Decoding genomes to improve Africa’s health

30 September 2019 | Story Nadia Krige. Photos Michael Hammond. Read time 8 min.
Prof Collet Dandara, of the Division of Human Genetics in the Faculty of Health Sciences, shares some fascinating insights into the way in which genetics may influence a patient’s ability to metabolise certain drugs during his inaugural lecture.

No two people are alike, so why should their medication be? This is the question that drives the work being done by Professor Collet Dandara and his Pharmacogenomics and Drug Metabolism Research Group (PharmGx) at the University of Cape Town (UCT).

Dandara, who recently gained the title of full professor in the Division of Human Genetics in the Faculty of Health Sciences, delivered his inaugural lecture on Wednesday, 25 September 2019, and shared some fascinating insights into the way in which an individual’s genetic makeup may influence their ability to metabolise certain drugs.

Using genomic technologies, his research explores inherited genetic differences that affect the way African patients, specifically, respond to treatment with therapeutic drugs, including medicinal herbs.

Titled “Pharmacogenomics and personalising medicines in African populations for quality health: Yet another story of playing catch-up”, Dandara’s lecture provided a brief overview of how African genomes can be decoded to unlock a deeper understanding of black African patients’ responses to treatment – particularly deviations from observations in non-Africans.

“The work we’re doing is in response to the third Sustainable Development Goal (SDG) as stipulated by the United Nations: to ensure healthy lives and promote well-being for all at all ages,” he explained.

“What we are interested in is screening the specific genomes that affect drug responses.”

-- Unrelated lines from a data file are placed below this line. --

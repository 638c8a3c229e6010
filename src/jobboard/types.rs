// src/jobboard/types.rs
//! Upstream response shapes for the FindSGJobs searchable endpoint.
//! Field names and nesting are a compatibility contract with the live
//! service and must stay exactly as consumed here.

use crate::types::job::{UpstreamFlag, UpstreamId};
use serde::Deserialize;

#[derive(Debug, Deserialize)]
pub struct SearchableResponse {
    #[serde(default)]
    pub data: Option<SearchableData>,
}

#[derive(Debug, Deserialize)]
pub struct SearchableData {
    #[serde(default)]
    pub pager: Option<Pager>,
    #[serde(default)]
    pub result: Option<Vec<SearchableEntry>>,
}

#[derive(Debug, Default, Deserialize)]
pub struct Pager {
    #[serde(default)]
    pub record_count: u64,
    #[serde(default)]
    pub page: Option<u32>,
    #[serde(default)]
    pub page_count: u32,
}

#[derive(Debug, Deserialize)]
pub struct SearchableEntry {
    #[serde(default)]
    pub job: Option<RawJob>,
    #[serde(default)]
    pub company: Option<RawCompany>,
}

/// A `{caption}` wrapper, used by the board for most enumerated fields.
#[derive(Debug, Default, Deserialize)]
pub struct Caption {
    #[serde(default)]
    pub caption: Option<String>,
}

#[derive(Debug, Default, Deserialize)]
pub struct RawJob {
    #[serde(default)]
    pub id: Option<UpstreamId>,
    #[serde(rename = "Title", default)]
    pub title: Option<String>,
    #[serde(rename = "JobDescription", default)]
    pub description: Option<String>,
    #[serde(rename = "id_Job_Donotdisplaysalary", default)]
    pub do_not_display_salary: Option<UpstreamFlag>,
    #[serde(rename = "Salaryrange", default)]
    pub salary_range: Option<Caption>,
    #[serde(rename = "id_Job_Currency", default)]
    pub currency: Option<Caption>,
    #[serde(rename = "id_Job_Interval", default)]
    pub interval: Option<Caption>,
    #[serde(rename = "JobCategory", default)]
    pub categories: Option<Vec<Caption>>,
    #[serde(rename = "EmploymentType", default)]
    pub employment_types: Option<Vec<Caption>>,
    #[serde(rename = "id_Job_NearestMRTStation", default)]
    pub nearest_mrt_stations: Option<Vec<Caption>>,
    #[serde(rename = "MinimumYearsofExperience", default)]
    pub experience: Option<Caption>,
    #[serde(rename = "MinimumEducationLevel", default)]
    pub education: Option<Caption>,
    #[serde(rename = "id_Job_PositionLevel", default)]
    pub position_level: Option<Caption>,
    #[serde(rename = "id_Job_WorkArrangement", default)]
    pub work_arrangement: Option<Caption>,
    #[serde(rename = "id_Job_Skills", default)]
    pub skills: Option<Vec<serde_json::Value>>,
    #[serde(default)]
    pub activation_date: Option<String>,
    #[serde(default)]
    pub expiration_date: Option<String>,
}

#[derive(Debug, Default, Deserialize)]
pub struct RawCompany {
    #[serde(rename = "CompanyName", default)]
    pub company_name: Option<String>,
}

“The goal of pharmacogenomics is really for us to be able to use our knowledge of our inherited genetics to develop effective medications and also tailor doses for a wide range of diseases.”

An introduction to pharmacogenomics

Pharmacogenomics (PGx) is a relatively new field of medical science and research that can be described as an intersection between two distinct fields: genetics and pharmacology. It looks at the ways in which inherited genetics affects the reactions our bodies may have to certain medications.

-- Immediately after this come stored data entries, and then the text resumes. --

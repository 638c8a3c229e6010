pub mod adzuna;
pub mod agent;
pub mod environment;
pub mod html_text;
pub mod jobboard;
pub mod types;
pub mod web;

pub use web::start_web_server;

“The goal of pharmacogenomics is really for us to be able to use our knowledge of our inherited genetics to develop effective medications and also tailor doses for a wide range of diseases,” Dandara said.

It is quickly becoming instrumental in being able to predict which patients will benefit from a certain medication, which patients will not respond at all, and which patients will experience adverse drug effects. Pharmacogenomic biomarkers are becoming increasingly important in personalising medicine.

VC Prof Mamokgethi Phakeng (left) and Prof Collet Dandara (third from left) with his wife and children (from left) Michelle, Panashe, Michaela, Tendai, Tatenda and Tinashe, ahead of his inaugural lecture.

“What we are getting at is that you don’t want to give a patient a drug and then have to deal with the side effects,” said Dandara.

“What you want is to start with the right drug and dose.”

The benefits of this approach are obvious – saving time, money and, in some cases, even lives.

Until recently, however, research focusing on African populations has been all but absent, which is especially alarming in light of the fact that Africans carry the most genetically diverse genomes.

During his lecture, Dandara shared a striking visual representation of the world through the eyes of a molecular geneticist.

Starting with an image of the African continent comprising a multitude of colourful dots, he explained that it is from here that the modern human started dispersing over the rest of the planet many millennia ago.

In the next image, the audience was able to see how once humans had spread out across Europe, Asia and beyond, genomic diversity declined dramatically. While the African continent remains awash with colourful dots, other continents have minimal variations.

Given that most current medications are developed among European and Asian populations, it is hardly surprising that they don’t always work as they should among an African population.

“So, what we have set out to do is characterise the genomes present in African populations by collecting samples from across the continent and creating a DNA bank.”

Focusing on Africa’s disease burden

Dandara and his research lab have been focusing their work on medications that are prescribed throughout Africa for the treatment of diseases most commonly found on the continent.


“What we have set out to do is characterise the genomes present in African populations by collecting samples from across the continent and creating a DNA bank.”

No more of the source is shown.